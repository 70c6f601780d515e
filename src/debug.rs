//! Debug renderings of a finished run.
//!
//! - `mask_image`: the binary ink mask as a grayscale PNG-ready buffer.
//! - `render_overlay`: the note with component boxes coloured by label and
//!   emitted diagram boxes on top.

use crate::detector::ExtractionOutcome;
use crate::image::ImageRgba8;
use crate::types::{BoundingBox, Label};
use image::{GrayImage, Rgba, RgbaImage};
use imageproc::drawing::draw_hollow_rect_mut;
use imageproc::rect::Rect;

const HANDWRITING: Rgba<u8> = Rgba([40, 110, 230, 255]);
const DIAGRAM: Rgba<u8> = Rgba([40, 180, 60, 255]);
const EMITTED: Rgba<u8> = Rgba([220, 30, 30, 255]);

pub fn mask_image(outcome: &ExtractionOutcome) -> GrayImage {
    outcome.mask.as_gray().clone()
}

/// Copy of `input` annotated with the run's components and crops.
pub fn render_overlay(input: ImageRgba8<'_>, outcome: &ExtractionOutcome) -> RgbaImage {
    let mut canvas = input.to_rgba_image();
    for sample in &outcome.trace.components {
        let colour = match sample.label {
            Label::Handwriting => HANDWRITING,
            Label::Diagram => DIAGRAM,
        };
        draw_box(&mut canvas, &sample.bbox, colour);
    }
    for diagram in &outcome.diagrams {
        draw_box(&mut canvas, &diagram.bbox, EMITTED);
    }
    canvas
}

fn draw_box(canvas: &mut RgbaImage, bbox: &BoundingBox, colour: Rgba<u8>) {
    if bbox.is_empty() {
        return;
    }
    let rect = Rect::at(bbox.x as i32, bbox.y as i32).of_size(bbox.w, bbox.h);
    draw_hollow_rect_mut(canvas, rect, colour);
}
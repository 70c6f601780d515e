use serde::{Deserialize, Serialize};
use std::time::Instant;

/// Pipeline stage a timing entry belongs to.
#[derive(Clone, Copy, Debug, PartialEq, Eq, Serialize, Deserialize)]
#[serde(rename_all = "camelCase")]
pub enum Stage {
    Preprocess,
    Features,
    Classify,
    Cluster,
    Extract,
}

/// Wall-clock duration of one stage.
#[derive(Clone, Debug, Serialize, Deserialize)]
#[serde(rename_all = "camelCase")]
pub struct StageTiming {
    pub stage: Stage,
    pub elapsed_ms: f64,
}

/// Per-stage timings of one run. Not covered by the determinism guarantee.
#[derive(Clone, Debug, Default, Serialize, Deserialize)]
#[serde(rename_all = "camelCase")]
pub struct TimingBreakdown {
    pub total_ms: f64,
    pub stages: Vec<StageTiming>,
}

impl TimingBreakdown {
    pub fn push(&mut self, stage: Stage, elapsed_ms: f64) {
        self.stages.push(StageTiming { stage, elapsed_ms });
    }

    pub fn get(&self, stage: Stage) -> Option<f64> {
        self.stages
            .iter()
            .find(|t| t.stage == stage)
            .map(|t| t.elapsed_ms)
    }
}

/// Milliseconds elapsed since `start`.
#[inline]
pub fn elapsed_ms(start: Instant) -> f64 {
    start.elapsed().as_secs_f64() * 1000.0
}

──────────

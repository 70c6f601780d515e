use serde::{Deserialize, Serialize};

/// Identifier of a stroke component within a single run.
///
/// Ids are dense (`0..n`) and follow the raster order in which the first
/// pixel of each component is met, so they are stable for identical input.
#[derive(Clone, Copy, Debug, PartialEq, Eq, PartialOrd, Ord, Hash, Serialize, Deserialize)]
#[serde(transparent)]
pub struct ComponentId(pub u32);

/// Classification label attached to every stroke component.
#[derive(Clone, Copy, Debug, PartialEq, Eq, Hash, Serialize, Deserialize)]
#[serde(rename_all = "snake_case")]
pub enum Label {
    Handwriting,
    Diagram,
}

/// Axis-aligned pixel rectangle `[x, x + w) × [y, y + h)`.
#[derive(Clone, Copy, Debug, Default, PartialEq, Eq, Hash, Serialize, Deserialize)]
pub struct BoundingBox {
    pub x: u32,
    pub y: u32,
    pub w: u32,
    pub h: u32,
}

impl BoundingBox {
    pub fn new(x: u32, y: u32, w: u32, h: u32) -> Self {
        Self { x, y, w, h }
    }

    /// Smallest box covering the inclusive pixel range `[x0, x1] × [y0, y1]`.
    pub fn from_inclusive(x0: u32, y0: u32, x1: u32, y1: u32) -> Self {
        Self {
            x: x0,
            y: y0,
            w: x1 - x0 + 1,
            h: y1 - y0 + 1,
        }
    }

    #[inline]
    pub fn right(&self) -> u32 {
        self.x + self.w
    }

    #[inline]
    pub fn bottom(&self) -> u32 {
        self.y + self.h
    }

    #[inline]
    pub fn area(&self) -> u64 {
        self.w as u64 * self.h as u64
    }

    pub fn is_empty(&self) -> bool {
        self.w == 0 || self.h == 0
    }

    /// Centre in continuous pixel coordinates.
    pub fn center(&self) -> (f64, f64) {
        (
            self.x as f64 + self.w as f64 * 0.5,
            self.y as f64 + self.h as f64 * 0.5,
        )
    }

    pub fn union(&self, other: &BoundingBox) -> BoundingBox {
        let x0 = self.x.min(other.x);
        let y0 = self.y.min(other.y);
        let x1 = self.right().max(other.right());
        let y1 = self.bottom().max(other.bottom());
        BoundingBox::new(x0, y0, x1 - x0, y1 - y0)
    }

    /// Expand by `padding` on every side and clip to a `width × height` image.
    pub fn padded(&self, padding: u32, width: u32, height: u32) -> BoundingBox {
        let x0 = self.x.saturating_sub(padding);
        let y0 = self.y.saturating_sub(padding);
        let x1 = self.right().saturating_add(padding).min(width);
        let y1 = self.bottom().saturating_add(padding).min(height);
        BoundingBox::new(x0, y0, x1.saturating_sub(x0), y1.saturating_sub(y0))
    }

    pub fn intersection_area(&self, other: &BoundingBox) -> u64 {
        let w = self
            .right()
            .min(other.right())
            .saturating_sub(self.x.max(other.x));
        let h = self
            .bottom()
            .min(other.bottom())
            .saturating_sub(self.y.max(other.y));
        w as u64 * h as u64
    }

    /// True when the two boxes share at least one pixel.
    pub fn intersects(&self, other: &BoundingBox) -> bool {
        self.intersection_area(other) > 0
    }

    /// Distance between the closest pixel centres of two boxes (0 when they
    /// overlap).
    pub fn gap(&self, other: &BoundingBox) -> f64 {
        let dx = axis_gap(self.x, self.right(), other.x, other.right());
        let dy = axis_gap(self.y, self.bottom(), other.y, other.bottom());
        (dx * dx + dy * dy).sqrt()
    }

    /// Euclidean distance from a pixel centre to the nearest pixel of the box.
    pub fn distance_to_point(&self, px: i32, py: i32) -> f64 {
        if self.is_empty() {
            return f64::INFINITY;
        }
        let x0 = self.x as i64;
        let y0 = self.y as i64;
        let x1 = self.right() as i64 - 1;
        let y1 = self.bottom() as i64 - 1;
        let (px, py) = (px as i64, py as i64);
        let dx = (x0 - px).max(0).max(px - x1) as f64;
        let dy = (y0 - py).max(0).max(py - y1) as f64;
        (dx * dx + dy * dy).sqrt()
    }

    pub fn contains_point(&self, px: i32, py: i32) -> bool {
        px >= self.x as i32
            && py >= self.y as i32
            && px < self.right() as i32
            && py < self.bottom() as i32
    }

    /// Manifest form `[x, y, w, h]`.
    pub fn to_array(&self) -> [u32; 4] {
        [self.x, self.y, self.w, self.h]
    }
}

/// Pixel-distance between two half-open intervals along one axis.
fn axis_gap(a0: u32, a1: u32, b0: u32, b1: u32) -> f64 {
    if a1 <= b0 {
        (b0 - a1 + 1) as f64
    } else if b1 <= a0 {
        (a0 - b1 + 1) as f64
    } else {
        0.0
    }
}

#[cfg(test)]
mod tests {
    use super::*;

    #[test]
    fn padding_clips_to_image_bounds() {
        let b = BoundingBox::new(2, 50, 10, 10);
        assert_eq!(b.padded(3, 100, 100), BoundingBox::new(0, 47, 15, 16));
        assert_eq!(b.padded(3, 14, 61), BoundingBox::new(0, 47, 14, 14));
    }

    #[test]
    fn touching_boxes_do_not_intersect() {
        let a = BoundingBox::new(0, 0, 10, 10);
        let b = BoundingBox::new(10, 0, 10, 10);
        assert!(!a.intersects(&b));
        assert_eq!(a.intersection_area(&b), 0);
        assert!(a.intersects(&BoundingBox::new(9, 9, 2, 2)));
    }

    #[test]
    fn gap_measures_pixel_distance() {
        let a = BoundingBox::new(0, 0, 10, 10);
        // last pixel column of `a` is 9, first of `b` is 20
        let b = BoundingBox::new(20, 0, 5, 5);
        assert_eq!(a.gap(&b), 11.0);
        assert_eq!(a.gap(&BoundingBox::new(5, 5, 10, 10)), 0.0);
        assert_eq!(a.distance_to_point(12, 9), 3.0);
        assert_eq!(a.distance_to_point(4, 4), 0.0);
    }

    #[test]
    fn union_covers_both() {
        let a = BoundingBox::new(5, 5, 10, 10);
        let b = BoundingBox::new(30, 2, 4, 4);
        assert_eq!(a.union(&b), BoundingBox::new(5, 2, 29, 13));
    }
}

──────────

▸ **Requirement**
For each line in the records that holds "Instant", show that line as it stands.

▸ **Response below**
use std::time::Instant;
pub fn elapsed_ms(start: Instant) -> f64 {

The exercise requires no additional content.